「大阪都構想」住民投票は賛成派優利!?「大阪万博」と公明党が維新の追い風に

吉村洋文知事

 2015年の雪辱を果たせるか、それともまた返り討ちとなるか。

 11月1日に行われる「大阪都構想」の住民投票に向けて待ったなし。10月12日に投票が告示され、大阪の世論を2分する政治闘争がいよいよスタートした。

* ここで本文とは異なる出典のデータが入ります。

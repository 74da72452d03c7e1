use tracing_subscriber::{fmt, EnvFilter};

/// Initialize logging/tracing for the bot.
///
/// Default: info for our crates, warn for everything else. Can be
/// overridden with `RUST_LOG`.
pub fn init(service_name: &str) {
    let filter = EnvFilter::try_from_default_env().unwrap_or_else(|_| {
        EnvFilter::new(format!(
            "warn,wyr=info,wyr_core=info,wyr_discord=info,{service_name}=info"
        ))
    });

    fmt()
        .with_env_filter(filter)
        .with_target(false)
        .with_ansi(true)
        .init();
}
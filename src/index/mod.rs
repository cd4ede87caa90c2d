pub mod fm;
pub mod ranked;
pub mod registry;
pub mod rotation;
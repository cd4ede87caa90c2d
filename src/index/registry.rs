use crate::util::dna;

/// 出现次数登记表：按符号升序保存序列（含隐式终止符）中每个符号的总数。
/// 终止符最小，恒排在表首。有了前缀累计就不必保存 F 列，
/// LF 定位可以直接在这张表上完成。
#[derive(Debug, Clone, PartialEq, Eq)]
pub struct Registry {
    /// 升序的 (符号, 出现次数) 表
    pub entries: Vec<(u8, usize)>,
}

/// LF 定位命中：符号在排序旋转矩阵中的绝对行号，以及该符号的总出现次数。
#[derive(Debug, Clone, Copy, PartialEq, Eq)]
pub struct LfHit {
    pub position: usize,
    pub count: usize,
}

impl Registry {
    /// 统计原始序列的符号出现次数，终止符在此处按概念追加计入。
    /// 空序列得到只含终止符的登记表。
    pub fn build(seq: &[u8]) -> Self {
        let mut freq = [0usize; 256];
        for &b in seq {
            freq[b as usize] += 1;
        }
        freq[dna::SENTINEL as usize] += 1;

        let mut entries = Vec::new();
        for (sym, &count) in freq.iter().enumerate() {
            if count > 0 {
                entries.push((sym as u8, count));
            }
        }
        Self { entries }
    }

    /// 符号总数，恒等于序列长度 + 1。
    pub fn total(&self) -> usize {
        self.entries.iter().map(|&(_, count)| count).sum()
    }

    /// LF 定位：给定符号及其在 L 列中的组内序号，返回该符号占据的
    /// 绝对行号与该符号的总出现次数。行号 = 所有更小符号的累计数 + 序号。
    /// 符号不在登记表中时返回 None，调用方据此判定整个查询不可能命中。
    pub fn lf_map(&self, symbol: u8, rank: usize) -> Option<LfHit> {
        let mut base = 0usize;
        for &(sym, count) in &self.entries {
            if sym < symbol {
                base += count;
            } else if sym == symbol {
                return Some(LfHit { position: base + rank, count });
            } else {
                // entries 升序，后面不会再出现
                break;
            }
        }
        None
    }

    /// 种子查询：模式末符号的全部候选行构成 `[start, start + count)`
    /// 的连续区间，返回 (start, count)。
    pub fn seed_range(&self, symbol: u8) -> Option<(usize, usize)> {
        self.lf_map(symbol, 0).map(|hit| (hit.position, hit.count))
    }

    /// 步进查询：由 L 列某一项的 (符号, 组内序号) 取得前驱所在的行号。
    pub fn lf_step(&self, symbol: u8, rank: usize) -> Option<usize> {
        self.lf_map(symbol, rank).map(|hit| hit.position)
    }
}

#[cfg(test)]
mod tests {
    use super::*;

    fn make_seq(len: usize) -> Vec<u8> {
        let bases = [b'A', b'C', b'G', b'T'];
        let mut x: u32 = 1_234_567;
        let mut v = Vec::with_capacity(len);
        for _ in 0..len {
            x = x.wrapping_mul(1_103_515_245).wrapping_add(12_345);
            v.push(bases[(x >> 16) as usize % 4]);
        }
        v
    }

    #[test]
    fn registry_basic() {
        // "ACA" -> [($,1), (A,2), (C,1)]
        let reg = Registry::build(b"ACA");
        assert_eq!(reg.entries, vec![(b'$', 1), (b'A', 2), (b'C', 1)]);
        assert_eq!(reg.total(), 4);
    }

    #[test]
    fn registry_empty_sequence() {
        let reg = Registry::build(b"");
        assert_eq!(reg.entries, vec![(b'$', 1)]);
        assert_eq!(reg.total(), 1);
    }

    #[test]
    fn counts_sum_to_len_plus_one() {
        for len in 0..=50 {
            let seq = make_seq(len);
            assert_eq!(Registry::build(&seq).total(), len + 1);
        }
    }

    #[test]
    fn lf_map_resolves_absolute_rows() {
        let reg = Registry::build(b"ACA");
        // 终止符行恒为第 0 行
        assert_eq!(reg.lf_map(b'$', 0), Some(LfHit { position: 0, count: 1 }));
        assert_eq!(reg.lf_map(b'A', 0), Some(LfHit { position: 1, count: 2 }));
        assert_eq!(reg.lf_map(b'A', 1), Some(LfHit { position: 2, count: 2 }));
        assert_eq!(reg.lf_map(b'C', 0), Some(LfHit { position: 3, count: 1 }));
    }

    #[test]
    fn lf_map_absent_symbol_is_none() {
        let reg = Registry::build(b"ACA");
        assert_eq!(reg.lf_map(b'T', 0), None);
        assert_eq!(reg.seed_range(b'T'), None);
        assert_eq!(reg.lf_step(b'T', 0), None);
    }

    #[test]
    fn seed_range_and_step_agree_with_lf_map() {
        let reg = Registry::build(b"ACA");
        assert_eq!(reg.seed_range(b'A'), Some((1, 2)));
        assert_eq!(reg.seed_range(b'C'), Some((3, 1)));
        assert_eq!(reg.lf_step(b'A', 1), Some(2));
    }
}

 2015年の前回は、大阪維新対オール野党の対決構図で反対派が僅差の勝利を収めたが、「吉村洋文・大阪府知事=松井一郎・大阪市長」の大阪維新によるダブルヘッド体制の意思疎通によるコロナ対応で吉村人気が上りに上った直後ということもあって、風向きは賛成派に向いていると見られている。

「しかも前回は大阪維新対オール野党という対立構図でしたが、後に公明党も賛成派に転じたので、現実的な票読みとしても賛成派が有利と見られています。18日には公明党の山口那津男・代表が来阪。街頭演説で投票を呼びかけました。一方、反対派の自民は首相の菅さんが維新にだいぶ肩入れしていて大阪自民は中央ネジレ関係にあって大きな応援は期待できません」(大阪市政関係者)

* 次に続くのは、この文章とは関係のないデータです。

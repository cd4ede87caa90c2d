use anyhow::Result;

use crate::index::ranked::{build_ranked_l, RankedEntry};
use crate::index::registry::Registry;
use crate::util::dna;

/// 朴素 FM 风格查询结构：
/// - 登记表提供任意符号的前缀累计（LF 定位），无需保存 F 列。
/// - 带序号 L 列提供每行的 (符号, 组内序号, 旋转偏移)。
///
/// 两者都是单一输入序列的只读派生物，构建后不再修改；
/// 宿主程序可按序列缓存整个结构以复用多次查询。
#[derive(Debug, Clone)]
pub struct BwtIndex {
    pub registry: Registry,
    pub ranked: Vec<RankedEntry>,
}

impl BwtIndex {
    /// 从原始序列（不含终止符）构建。序列内部出现终止符属非法输入，
    /// 直接拒绝而不是产出错误偏移。
    pub fn build(seq: &[u8]) -> Result<Self> {
        dna::ensure_no_sentinel(seq)?;
        let registry = Registry::build(seq);
        let ranked = build_ranked_l(seq, &registry);
        Ok(Self { registry, ranked })
    }

    /// BWT 逆变换：从第 0 行（终止符旋转）出发沿 LF 回溯，逐个收集符号，
    /// 遇到终止符停止；反转累加器即得 `原序列 + 终止符`。
    /// 共 n 步 LF，每步对登记表一次 O(|字母表|) 扫描。
    pub fn invert(&self) -> Vec<u8> {
        let mut reversed = vec![dna::SENTINEL];
        let mut cur = &self.ranked[0];
        while cur.symbol != dna::SENTINEL {
            reversed.push(cur.symbol);
            let next = match self.registry.lf_step(cur.symbol, cur.rank) {
                Some(pos) => pos,
                // L 列中的符号必然已计入登记表
                None => unreachable!("L column symbol missing from registry"),
            };
            cur = &self.ranked[next];
        }
        reversed.reverse();
        reversed
    }

    /// 反向搜索精确匹配。
    ///
    /// 返回值区分两种"无结果"：
    /// - `None`：模式末符号不在登记表中，整个查询不可能命中；
    /// - `Some(空表)`：种子行存在，但没有候选走完整个模式。
    ///
    /// 命中时返回升序偏移表，每个偏移是模式**末**符号在原序列
    /// （不含终止符）中的 0 起位置；起始位置为 `offset - len + 1`。
    pub fn find_all(&self, pattern: &[u8]) -> Result<Option<Vec<usize>>> {
        anyhow::ensure!(!pattern.is_empty(), "pattern must not be empty");
        dna::ensure_no_sentinel(pattern)?;

        let last = pattern[pattern.len() - 1];
        let (start, count) = match self.registry.seed_range(last) {
            Some(range) => range,
            None => return Ok(None),
        };

        // 种子区间 [start, start+count) 覆盖末符号的全部出现，
        // 各候选独立走完剩余模式
        let rest = &pattern[..pattern.len() - 1];
        let mut offsets = Vec::new();
        for seed in &self.ranked[start..start + count] {
            if self.walk_back(seed, rest) {
                offsets.push(seed.offset);
            }
        }
        offsets.sort_unstable();
        Ok(Some(offsets))
    }

    /// 从种子行出发自右向左核对剩余模式：每步先比对当前行符号，
    /// 再经 LF 步进到前驱行；模式耗尽即确认命中。
    fn walk_back(&self, seed: &RankedEntry, rest: &[u8]) -> bool {
        let mut cur = seed;
        for &expected in rest.iter().rev() {
            if cur.symbol != expected {
                return false;
            }
            let next = match self.registry.lf_step(cur.symbol, cur.rank) {
                Some(pos) => pos,
                None => return false,
            };
            cur = &self.ranked[next];
        }
        true
    }
}

/// BWT 逆变换的独立入口：重建 `seq + 终止符`。
pub fn invert(seq: &[u8]) -> Result<Vec<u8>> {
    Ok(BwtIndex::build(seq)?.invert())
}

/// 反向搜索的独立入口。每次调用都会重建索引；
/// 同一目标的批量查询请复用 [`BwtIndex`]。
pub fn match_offsets(seq: &[u8], pattern: &[u8]) -> Result<Option<Vec<usize>>> {
    BwtIndex::build(seq)?.find_all(pattern)
}
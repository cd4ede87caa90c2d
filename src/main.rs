use anyhow::Result;
use clap::{Parser, Subcommand};
use rand::rngs::StdRng;
use rand::SeedableRng;

mod align;
mod index;
mod util;

#[cfg(not(target_env = "msvc"))]
#[global_allocator]
static GLOBAL: tikv_jemallocator::Jemalloc = tikv_jemallocator::Jemalloc;

#[derive(Parser, Debug)]
#[command(
    name = "bwt-rust",
    author,
    version,
    about = "Naive BWT toolkit: rotation-matrix construction, inversion and exact matching",
    arg_required_else_help = true
)]
struct Cli {
    #[command(subcommand)]
    command: Commands,
}

#[derive(Subcommand, Debug)]
enum Commands {
    /// Print the sorted rotation matrix of a sequence
    Matrix {
        /// Input sequence ('$' not allowed, lowercase accepted)
        sequence: String,
    },
    /// Rebuild a sequence from its BWT structures (round-trip check)
    Invert {
        /// Input sequence
        sequence: String,
    },
    /// Map one or more query strings onto a target sequence
    Map {
        /// Target sequence
        target: String,
        /// Query strings
        #[arg(required = true)]
        queries: Vec<String>,
        #[arg(short = 't', long = "threads", default_value_t = 1)]
        threads: usize,
    },
    /// Interactive demo: choose one of three mapping scenarios
    Demo {
        /// RNG seed for reproducible runs
        #[arg(long)]
        seed: Option<u64>,
    },
}

fn main() -> Result<()> {
    let cli = Cli::parse();
    match cli.command {
        Commands::Matrix { sequence } => run_matrix(&sequence),
        Commands::Invert { sequence } => run_invert(&sequence),
        Commands::Map { target, queries, threads } => run_map(&target, &queries, threads),
        Commands::Demo { seed } => run_demo(seed),
    }
}

fn run_matrix(sequence: &str) -> Result<()> {
    let seq = util::dna::normalize_seq(sequence.as_bytes());
    util::dna::ensure_no_sentinel(&seq)?;
    for row in index::rotation::build_matrix(&seq) {
        println!("{} {}", String::from_utf8_lossy(&row.text), row.offset);
    }
    Ok(())
}

fn run_invert(sequence: &str) -> Result<()> {
    let seq = util::dna::normalize_seq(sequence.as_bytes());
    let rebuilt = index::fm::invert(&seq)?;
    println!("{}", String::from_utf8_lossy(&rebuilt));
    Ok(())
}

fn run_map(target: &str, queries: &[String], threads: usize) -> Result<()> {
    let target = util::dna::normalize_seq(target.as_bytes());
    let queries: Vec<Vec<u8>> = queries
        .iter()
        .map(|q| util::dna::normalize_seq(q.as_bytes()))
        .collect();

    let results = align::map_queries(&target, &queries, align::MapOpt { threads })?;

    let mut out = std::io::BufWriter::new(std::io::stdout());
    for res in &results {
        align::write_alignments(&mut out, &target, &res.query, res.offsets.as_deref())?;
    }
    Ok(())
}

fn run_demo(seed: Option<u64>) -> Result<()> {
    let mut rng = match seed {
        Some(s) => StdRng::seed_from_u64(s),
        None => StdRng::from_entropy(),
    };

    let choice = prompt("Choose what type of test would you like to perform: [1,2,3]? ")?;
    match choice.trim() {
        "1" => demo_insert(&mut rng, 1),
        "2" => demo_insert(&mut rng, 2),
        "3" => demo_absent(&mut rng),
        other => anyhow::bail!("unknown scenario '{}', expected 1, 2 or 3", other),
    }
}

/// 场景 1/2：把查询串随机插入基因组 times 次再映射，必然可命中。
fn demo_insert(rng: &mut StdRng, times: usize) -> Result<()> {
    let genome = util::dna::random_seq(rng, prompt_length()?);
    println!("{}\n", String::from_utf8_lossy(&genome));

    let query = prompt_query(&format!(
        "Please type in the query sequence to insert {} time(s) in the genome: ",
        times
    ))?;
    let genome = util::dna::insert_random(rng, &genome, &query, times);
    println!("{}\n", String::from_utf8_lossy(&genome));

    report(&genome, &query)
}

/// 场景 3：基因组保持原样，要求输入一个不在其中的查询串，映射应判负。
fn demo_absent(rng: &mut StdRng) -> Result<()> {
    let genome = util::dna::random_seq(rng, prompt_length()?);
    println!("{}\n", String::from_utf8_lossy(&genome));

    let query = prompt_query("Please type in a query sequence that is NOT present in the genome: ")?;
    println!();

    report(&genome, &query)
}

fn report(genome: &[u8], query: &[u8]) -> Result<()> {
    let offsets = index::fm::match_offsets(genome, query)?;
    let mut out = std::io::BufWriter::new(std::io::stdout());
    align::write_alignments(&mut out, genome, query, offsets.as_deref())
}

fn prompt(msg: &str) -> Result<String> {
    use std::io::Write;
    print!("{}", msg);
    std::io::stdout().flush()?;
    let mut line = String::new();
    std::io::stdin().read_line(&mut line)?;
    Ok(line)
}

fn prompt_length() -> Result<usize> {
    let line = prompt("Please choose the genome's length: ")?;
    line.trim()
        .parse()
        .map_err(|e| anyhow::anyhow!("invalid genome length '{}': {}", line.trim(), e))
}

fn prompt_query(msg: &str) -> Result<Vec<u8>> {
    let line = prompt(msg)?;
    let query = util::dna::normalize_seq(line.trim().as_bytes());
    anyhow::ensure!(!query.is_empty(), "query must not be empty");
    util::dna::ensure_no_sentinel(&query)?;
    Ok(query)
}
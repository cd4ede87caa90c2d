use anyhow::Result;
use rand::Rng;

/// 终止符：固定为 `$`（0x24），按字节序小于所有字母表符号。
pub const SENTINEL: u8 = b'$';

/// 默认字母表（4 符号 DNA）。只约束随机生成；
/// 索引结构本身接受任意非终止符字节。
pub const ALPHABET: [u8; 4] = *b"ACGT";

/// 在序列末尾追加终止符。
pub fn add_sentinel(seq: &[u8]) -> Vec<u8> {
    let mut out = Vec::with_capacity(seq.len() + 1);
    out.extend_from_slice(seq);
    out.push(SENTINEL);
    out
}

/// 校验输入中不含终止符。终止符一旦在序列内部出现，
/// 旋转排序的全序即被破坏，得到的偏移不再可信，必须拒绝。
pub fn ensure_no_sentinel(input: &[u8]) -> Result<()> {
    if let Some(pos) = input.iter().position(|&b| b == SENTINEL) {
        anyhow::bail!(
            "sentinel '{}' not allowed inside input (found at position {})",
            SENTINEL as char,
            pos
        );
    }
    Ok(())
}

/// 规整输入：统一为大写字节，不做字母表替换。
pub fn normalize_seq(seq: &[u8]) -> Vec<u8> {
    seq.iter().map(u8::to_ascii_uppercase).collect()
}

/// 生成指定长度的随机序列，符号均匀取自 [`ALPHABET`]。
pub fn random_seq<R: Rng>(rng: &mut R, len: usize) -> Vec<u8> {
    let mut out = Vec::with_capacity(len);
    for _ in 0..len {
        out.push(ALPHABET[rng.gen_range(0..ALPHABET.len())]);
    }
    out
}

/// 把查询串插入目标序列 `times` 次，用于构造必然可命中的测试样例。
/// 插入点对齐到查询长度的整数倍，多次插入不会拆散先前插入的副本。
pub fn insert_random<R: Rng>(rng: &mut R, target: &[u8], query: &[u8], times: usize) -> Vec<u8> {
    let mut out = target.to_vec();
    if query.is_empty() {
        return out;
    }
    let step = query.len();
    for _ in 0..times {
        let slots = out.len() / step + 1;
        let at = (step * rng.gen_range(0..slots)).min(out.len());
        let tail = out.split_off(at);
        out.extend_from_slice(query);
        out.extend_from_slice(&tail);
    }
    out
}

 だが、大阪維新が進める都構想には従来から「メリットばかりを喧伝してデメリットを語らない」という批判がついて回る。今回もそうだ。

「『都構想』という名称に問題があります。都構想は、現在ある大阪市の24区を4区に統廃合するものですが、言ってみればそれだけでしかありません。『大阪市』がなくなることはあっても、『大阪府』が『大阪都』になるわけではありません」(前出・大阪市政関係者)

 そもそもの看板に偽りがあるというのだ。

 それでも賛成派にはさらなる追い風もある。2025年に開催予定の万博だ。将来の夢を語り、その前に行政区分を変えて「大阪都」で迎えようというのだ。疑似「大阪都」でしかないのだが、維新は今ある材料を活かして最大限の宣伝に努める。

 1970年の3月から9月まで行われた前回の大阪万博から今年はちょうど50年。それを記念して万博記念公園では大阪府と府や市の関連団体主催の記念行事が行われた。ところがこれが一般の観光客にとってはハタ迷惑なものだった。

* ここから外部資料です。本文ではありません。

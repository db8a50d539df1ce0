//! Cross-language validation of merged records.

use std::collections::BTreeSet;

use crate::{
    error::Error,
    merge::Merged,
    types::{LanguageCode, LanguageSet, VariantKind},
};

/// Checks that each variant kind an identifier uses is provided in every
/// language of the bundle.
///
/// A kind no language uses is fine. A kind some languages use and others
/// don't is fatal: the error lists which languages have it and which lack it.
pub fn validate(merged: &Merged) -> Result<(), Error> {
    for (id, presence) in &merged.presence {
        for kind in VariantKind::ALL {
            check_uniform(id, kind, &merged.languages, presence.get(kind))?;
        }
    }
    Ok(())
}

fn check_uniform(
    id: &str,
    kind: VariantKind,
    languages: &LanguageSet,
    present: &BTreeSet<LanguageCode>,
) -> Result<(), Error> {
    if present.is_empty() {
        return Ok(());
    }

    let (have, missing): (Vec<&LanguageCode>, Vec<&LanguageCode>) =
        languages.iter().partition(|l| present.contains(*l));
    let Some(first_missing) = missing.first() else {
        return Ok(());
    };

    Err(Error::completeness(format!(
        "the `{}` messages of identifier `{}` are not uniform across languages: \
         set in `{}` but not in `{}`",
        kind,
        id,
        join(&have),
        join(&missing)
    ))
    .with_identifier(id)
    .with_language(first_missing.as_str()))
}

fn join(languages: &[&LanguageCode]) -> String {
    languages
        .iter()
        .map(|l| l.as_str())
        .collect::<Vec<_>>()
        .join(",")
}
//! Traits at the decode and emit boundaries of the engine.

use std::{
    fs::File,
    io::{BufRead, Read, Write},
    path::Path,
};

use crate::{error::Error, types::Bundle};

/// A trait for decoding one bundle-directory file.
///
/// # Example
///
/// ```rust,no_run
/// use bundlegen::traits::Parser;
/// let file = bundlegen::formats::MessageFile::read_from("bundle/messages.en.toml")?;
/// println!("{} messages", file.messages.len());
/// Ok::<(), Box<dyn std::error::Error>>(())
/// ```
pub trait Parser {
    /// Parse from a string.
    fn from_str(s: &str) -> Result<Self, Error>
    where
        Self: Sized;

    /// Parse from any reader.
    fn from_reader<R: BufRead>(mut reader: R) -> Result<Self, Error>
    where
        Self: Sized,
    {
        let mut content = String::new();
        reader.read_to_string(&mut content)?;
        Self::from_str(&content)
    }

    /// Parse from file path.
    ///
    /// The file is decoded BOM-aware, so UTF-16 files with a byte-order mark
    /// read the same as UTF-8 ones. Decode errors name the file.
    fn read_from<P: AsRef<Path>>(path: P) -> Result<Self, Error>
    where
        Self: Sized,
    {
        let path = path.as_ref();
        let file = File::open(path).map_err(Error::Io)?;
        let mut decoder = encoding_rs_io::DecodeReaderBytesBuilder::new()
            .bom_override(true)
            .strip_bom(true)
            .build(file);

        let mut decoded = String::new();
        decoder.read_to_string(&mut decoded).map_err(Error::Io)?;

        Self::from_str(&decoded).map_err(|e| match e {
            Error::Decode { message, .. } => Error::decode(path.display().to_string(), message),
            other => other,
        })
    }
}

/// A trait for rendering a validated [`Bundle`] into generated source text.
pub trait Emitter {
    /// File extension of the generated file, without the dot.
    fn extension(&self) -> &'static str;

    /// Write the generated source for `bundle` to any writer.
    fn emit<W: Write>(&self, bundle: &Bundle, writer: W) -> Result<(), Error>;
}
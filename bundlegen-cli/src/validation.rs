use bundlegen::canonicalize_tag;
use std::path::Path;

/// Validation context for the `gen` and `check` commands
pub struct ValidationContext {
    pub bundle_dir: Option<String>,
    pub output_dir: Option<String>,
    pub language_code: Option<String>,
}

impl Default for ValidationContext {
    fn default() -> Self {
        Self::new()
    }
}

impl ValidationContext {
    pub fn new() -> Self {
        Self {
            bundle_dir: None,
            output_dir: None,
            language_code: None,
        }
    }

    pub fn with_bundle_dir(mut self, dir: String) -> Self {
        self.bundle_dir = Some(dir);
        self
    }

    pub fn with_output_dir(mut self, dir: String) -> Self {
        self.output_dir = Some(dir);
        self
    }

    pub fn with_language_code(mut self, lang: String) -> Self {
        self.language_code = Some(lang);
        self
    }
}

/// Validate bundle directory exists and is a directory
pub fn validate_bundle_dir(path: &str) -> Result<(), String> {
    let path_obj = Path::new(path);

    if !path_obj.exists() {
        return Err(format!("Bundle directory does not exist: {}", path));
    }

    if !path_obj.is_dir() {
        return Err(format!("Bundle path is not a directory: {}", path));
    }

    Ok(())
}

/// Validate output path is a directory if it already exists
///
/// The directory itself is created only once the bundle has been validated.
pub fn validate_output_dir(path: &str) -> Result<(), String> {
    let path_obj = Path::new(path);

    if path_obj.exists() && !path_obj.is_dir() {
        return Err(format!("Output path is not a directory: {}", path));
    }

    Ok(())
}

/// Validate language code format, using the same canonicalization as the engine
pub fn validate_language_code(lang: &str) -> Result<(), String> {
    if lang.trim().is_empty() {
        return Err("Language code cannot be empty".to_string());
    }

    match canonicalize_tag(lang) {
        Some(_) => Ok(()),
        None => Err(format!(
            "Invalid language code format: {}. Expected valid BCP 47 language identifier",
            lang
        )),
    }
}

/// Validate a complete validation context
pub fn validate_context(context: &ValidationContext) -> Result<(), String> {
    if let Some(ref dir) = context.bundle_dir {
        validate_bundle_dir(dir).map_err(|e| format!("Bundle validation failed: {}", e))?;
    }

    if let Some(ref lang) = context.language_code {
        validate_language_code(lang)
            .map_err(|e| format!("Language code validation failed: {}", e))?;
    }

    if let Some(ref dir) = context.output_dir {
        validate_output_dir(dir).map_err(|e| format!("Output validation failed: {}", e))?;
    }

    Ok(())
}
//! The optional status table, e.g. `statusCode.toml`:
//!
//! ```toml
//! [notfound]
//! status = 404
//! code = 10404
//! ```

use serde::{Deserialize, Serialize};

use crate::{error::Error, traits::Parser, types::StatusTable};

/// Decoded content of the status table file.
#[derive(Debug, Clone, Default, PartialEq, Eq, Deserialize, Serialize)]
#[serde(transparent)]
pub struct StatusCodeFile {
    pub entries: StatusTable,
}

impl Parser for StatusCodeFile {
    fn from_str(s: &str) -> Result<Self, Error> {
        toml::from_str(s).map_err(|e| Error::decode("<input>", e.message()))
    }
}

「GoToトラベルを利用して大阪に遊びに来たんですが、太陽の塔を見に公園に来てみたら公園がまるまる貸し切りで立ち入れが許されなかったんです」(公園を訪れた観光客)

 ちょうどこの日は複数の有名アーティストによるコンサートイベントが行われていたので、通常の立ち入りが出来なくなっていたのだ。

「案内がほとんどない中、スタッフに言われるがまま、時間をかけてコロナ対応のアプリをダウンロードして入園が叶うと思ったら、公園の中に入るだけで1人7500円と言われたんです。太陽の塔を近くで見てみたいと思ったんですが…。もちろんチケットなんて購入しませんよ」(前出・観光客)

 奇策でもなんでも人気取りに躍起になる維新。また吉村さんのイソジン騒動でも起きなければいいのだが。